J Bacteriol. 1996 Jun;178(12):3531-8. doi: 10.1128/jb.178.12.3531-3538.1996.
Analysis of a region involved in the conjugative transfer of the lactococcal conjugative element pRS01 has revealed a bacteria] group II intron. Splicing of this lactococcal intron (designated Ll.ltrB) in vivo resulted in the ligation of two exon messages (ltrBE1 and ltrBE2) which encoded a putative conjugative relaxase essential for the transfer of pRS01. Like many group II introns, the Ll.ltrB intron possessed an open reading frame (ltrA) with homology to reverse transcriptases. Remarkably, sequence analysis of ltrA suggested a greater similarity to open reading frames encoded by eukaryotic mitochondrial group II introns than to those identified to date from other bacteria. Several insertional mutations within ltrA resulted in plasmids exhibiting a conjugative transfer-deficient phenotype. These results provide the first direct evidence for splicing of a prokaryotic group II intron in vivo and suggest that conjugative transfer is a mechanism for group II intron dissemination in bacteria.

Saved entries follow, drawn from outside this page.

// tests/common/mod.rs
#![allow(dead_code)] // Allow unused code in this common test module

use std::sync::Arc;

use async_trait::async_trait;
use parking_lot::Mutex;
use rust_decimal::Decimal;
use tracing::Level;
use uuid::Uuid;

use crossdock::catalog::{NewCoupon, NewDeal, NewProduct};
use crossdock::{
  Actor, CancellationWorkflow, Catalog, CheckoutItem, CheckoutOutcome, CheckoutRequest,
  CustomerDirectory, CustomerProfile, DealKind, DiscountKind, DiscountSpec, InventoryLedger,
  NotificationKind, NotificationSink, Order, OrderAssembler, OrderQueries, OrderStateMachine,
  OrderNotification, OrderStatus, Product, ShippingRates, Store, StoreSettings, UsageTracker,
};

// --- Test Collaborators ---

/// Resolves every customer id to a profile.
pub struct OpenDirectory;

#[async_trait]
impl CustomerDirectory for OpenDirectory {
  async fn lookup(&self, customer_id: Uuid) -> anyhow::Result<Option<CustomerProfile>> {
    Ok(Some(CustomerProfile {
      id: customer_id,
      name: format!("customer-{}", &customer_id.simple().to_string()[..8]),
      email: None,
    }))
  }
}

/// Knows no customers at all.
pub struct EmptyDirectory;

#[async_trait]
impl CustomerDirectory for EmptyDirectory {
  async fn lookup(&self, _customer_id: Uuid) -> anyhow::Result<Option<CustomerProfile>> {
    Ok(None)
  }
}

/// Directory whose backend is down.
pub struct FailingDirectory;

#[async_trait]
impl CustomerDirectory for FailingDirectory {
  async fn lookup(&self, _customer_id: Uuid) -> anyhow::Result<Option<CustomerProfile>> {
    Err(anyhow::anyhow!("directory unavailable"))
  }
}

/// Quotes the same cost for every method.
pub struct FlatShipping(pub Decimal);

#[async_trait]
impl ShippingRates for FlatShipping {
  async fn quote(&self, _method: &str, _line_count: u32) -> anyhow::Result<Decimal> {
    Ok(self.0)
  }
}

/// Captures delivered notifications for assertions.
#[derive(Default)]
pub struct RecordingSink {
  delivered: Mutex<Vec<OrderNotification>>,
}

impl RecordingSink {
  pub fn kinds(&self) -> Vec<NotificationKind> {
    self.delivered.lock().iter().map(|n| n.kind).collect()
  }

  pub fn take(&self) -> Vec<OrderNotification> {
    std::mem::take(&mut *self.delivered.lock())
  }

  pub fn count(&self) -> usize {
    self.delivered.lock().len()
  }
}

#[async_trait]
impl NotificationSink for RecordingSink {
  async fn deliver(&self, notification: OrderNotification) -> anyhow::Result<()> {
    self.delivered.lock().push(notification);
    Ok(())
  }
}

/// Sink that always fails; operations must still succeed.
pub struct FailingSink;

#[async_trait]
impl NotificationSink for FailingSink {
  async fn deliver(&self, _notification: OrderNotification) -> anyhow::Result<()> {
    Err(anyhow::anyhow!("sink offline"))
  }
}

// --- Wired-up engine for tests ---

pub struct TestApp {
  pub store: Arc<Store>,
  pub catalog: Catalog,
  pub assembler: OrderAssembler,
  pub machine: OrderStateMachine,
  pub cancellation: CancellationWorkflow,
  pub queries: OrderQueries,
  pub ledger: InventoryLedger,
  pub usage: UsageTracker,
  pub sink: Arc<RecordingSink>,
}

/// Engine with zero tax and free shipping, so money assertions stay flat.
pub fn test_app() -> TestApp {
  app_with(
    StoreSettings {
      tax_rate: Decimal::ZERO,
      tax_inclusive: false,
    },
    Decimal::ZERO,
  )
}

pub fn app_with(settings: StoreSettings, shipping_rate: Decimal) -> TestApp {
  let store = Arc::new(Store::new());
  let sink = Arc::new(RecordingSink::default());
  let assembler = OrderAssembler::new(
    store.clone(),
    Arc::new(OpenDirectory),
    Arc::new(FlatShipping(shipping_rate)),
    sink.clone(),
    settings,
  );
  TestApp {
    catalog: Catalog::new(store.clone()),
    machine: OrderStateMachine::new(store.clone()),
    cancellation: CancellationWorkflow::new(store.clone(), sink.clone()),
    queries: OrderQueries::new(store.clone()),
    ledger: InventoryLedger::new(store.clone()),
    usage: UsageTracker::new(store.clone()),
    assembler,
    sink,
    store,
  }
}

/// Assembler over the same store but with different collaborators, for
/// outage and lookup-miss tests.
pub fn assembler_for(
  app: &TestApp,
  customers: Arc<dyn CustomerDirectory>,
  notifications: Arc<dyn NotificationSink>,
) -> OrderAssembler {
  OrderAssembler::new(
    app.store.clone(),
    customers,
    Arc::new(FlatShipping(Decimal::ZERO)),
    notifications,
    StoreSettings {
      tax_rate: Decimal::ZERO,
      tax_inclusive: false,
    },
  )
}

// --- Actors ---

pub fn admin() -> Actor {
  Actor::Admin(Uuid::new_v4())
}

pub fn customer() -> Actor {
  Actor::Customer(Uuid::new_v4())
}

// --- Seed helpers ---

pub fn seed_product(app: &TestApp, name: &str, price: Decimal, stock: i64) -> Product {
  seed_product_in(app, name, price, stock, None)
}

pub fn seed_product_in(
  app: &TestApp,
  name: &str,
  price: Decimal,
  stock: i64,
  category_id: Option<Uuid>,
) -> Product {
  app
    .catalog
    .create_product(
      NewProduct {
        name: name.to_string(),
        sku: Some(format!("SKU-{}", name.to_uppercase().replace(' ', "-"))),
        image: None,
        category_id,
        price,
        initial_stock: stock,
      },
      admin(),
    )
    .expect("seed product")
}

pub fn percent_coupon(code: &str, value: Decimal) -> NewCoupon {
  NewCoupon {
    code: code.to_string(),
    discount: DiscountSpec {
      kind: DiscountKind::Percentage,
      value,
    },
    minimum_purchase: None,
    maximum_discount: None,
    usage_limit: None,
    usage_limit_per_customer: None,
    valid_from: None,
    valid_until: None,
    applicable_products: None,
    applicable_categories: None,
    first_order_only: false,
  }
}

pub fn fixed_coupon(code: &str, value: Decimal) -> NewCoupon {
  let mut coupon = percent_coupon(code, value);
  coupon.discount.kind = DiscountKind::Fixed;
  coupon
}

pub fn percent_deal(name: &str, value: Decimal, priority: i32) -> NewDeal {
  NewDeal {
    name: name.to_string(),
    kind: DealKind::Flash,
    discount: DiscountSpec {
      kind: DiscountKind::Percentage,
      value,
    },
    priority,
    minimum_purchase: None,
    maximum_discount: None,
    applicable_products: None,
    applicable_categories: None,
    buy_quantity: None,
    get_quantity: None,
    get_product_id: None,
    usage_limit: None,
    usage_limit_per_customer: None,
    valid_from: None,
    valid_until: None,
  }
}

// --- Checkout helpers ---

pub fn catalog_item(product: &Product, quantity: u32) -> CheckoutItem {
  CheckoutItem {
    product_id: Some(product.id),
    quantity,
    name: None,
    sku: None,
    unit_price: None,
    variation: None,
  }
}

pub fn external_item(name: &str, unit_price: Decimal, quantity: u32) -> CheckoutItem {
  CheckoutItem {
    product_id: None,
    quantity,
    name: Some(name.to_string()),
    sku: None,
    unit_price: Some(unit_price),
    variation: None,
  }
}

pub fn checkout_request(customer_id: Uuid, items: Vec<CheckoutItem>) -> CheckoutRequest {
  CheckoutRequest {
    customer_id,
    items,
    coupon_code: None,
    allow_without_coupon: false,
    shipping_method: "standard".to_string(),
  }
}

pub fn with_coupon(mut request: CheckoutRequest, code: &str) -> CheckoutRequest {
  request.coupon_code = Some(code.to_string());
  request
}

/// Places an order as the requesting customer, panicking on failure.
pub async fn place_order(app: &TestApp, request: CheckoutRequest) -> CheckoutOutcome {
  try_place_order(app, request).await.expect("checkout")
}

/// Like [`place_order`] but surfaces the error.
pub async fn try_place_order(
  app: &TestApp,
  request: CheckoutRequest,
) -> crossdock::CoreResult<CheckoutOutcome> {
  submit(&app.assembler, request).await
}

pub async fn submit(
  assembler: &OrderAssembler,
  request: CheckoutRequest,
) -> crossdock::CoreResult<CheckoutOutcome> {
  let actor = Actor::Customer(request.customer_id);
  assembler.create(request, actor).await
}

/// Admin-moves an order to `to`, panicking on failure.
pub fn advance(app: &TestApp, order_id: Uuid, to: OrderStatus) -> Order {
  app
    .machine
    .transition(order_id, to, admin(), None)
    .expect("advance order")
}

// --- Helper for Tracing Setup (call once per test run if needed) ---
use once_cell::sync::Lazy;
static TRACING_INIT: Lazy<()> = Lazy::new(|| {
  tracing_subscriber::fmt()
    .with_max_level(Level::DEBUG)
    .with_test_writer() // Important for tests to capture output
    .try_init()
    .ok(); // Allow multiple initializations in tests (ok if fails)
});

pub fn setup_tracing() {
  Lazy::force(&TRACING_INIT);
}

对参与乳球菌接合元件pRS01接合转移的一个区域进行分析后,发现了一个细菌II类内含子。该乳球菌内含子(命名为Ll.ltrB)在体内的剪接导致两个外显子信息(ltrBE1和ltrBE2)连接,这两个外显子编码了一个对pRS01转移至关重要的假定接合松弛酶。与许多II类内含子一样,Ll.ltrB内含子拥有一个与逆转录酶具有同源性的开放阅读框(ltrA)。值得注意的是,ltrA的序列分析表明,它与真核生物线粒体II类内含子编码的开放阅读框的相似性高于迄今从其他细菌中鉴定出的开放阅读框。ltrA内的几个插入突变导致质粒表现出接合转移缺陷表型。这些结果为原核生物II类内含子在体内的剪接提供了首个直接证据,并表明接合转移是II类内含子在细菌中传播的一种机制。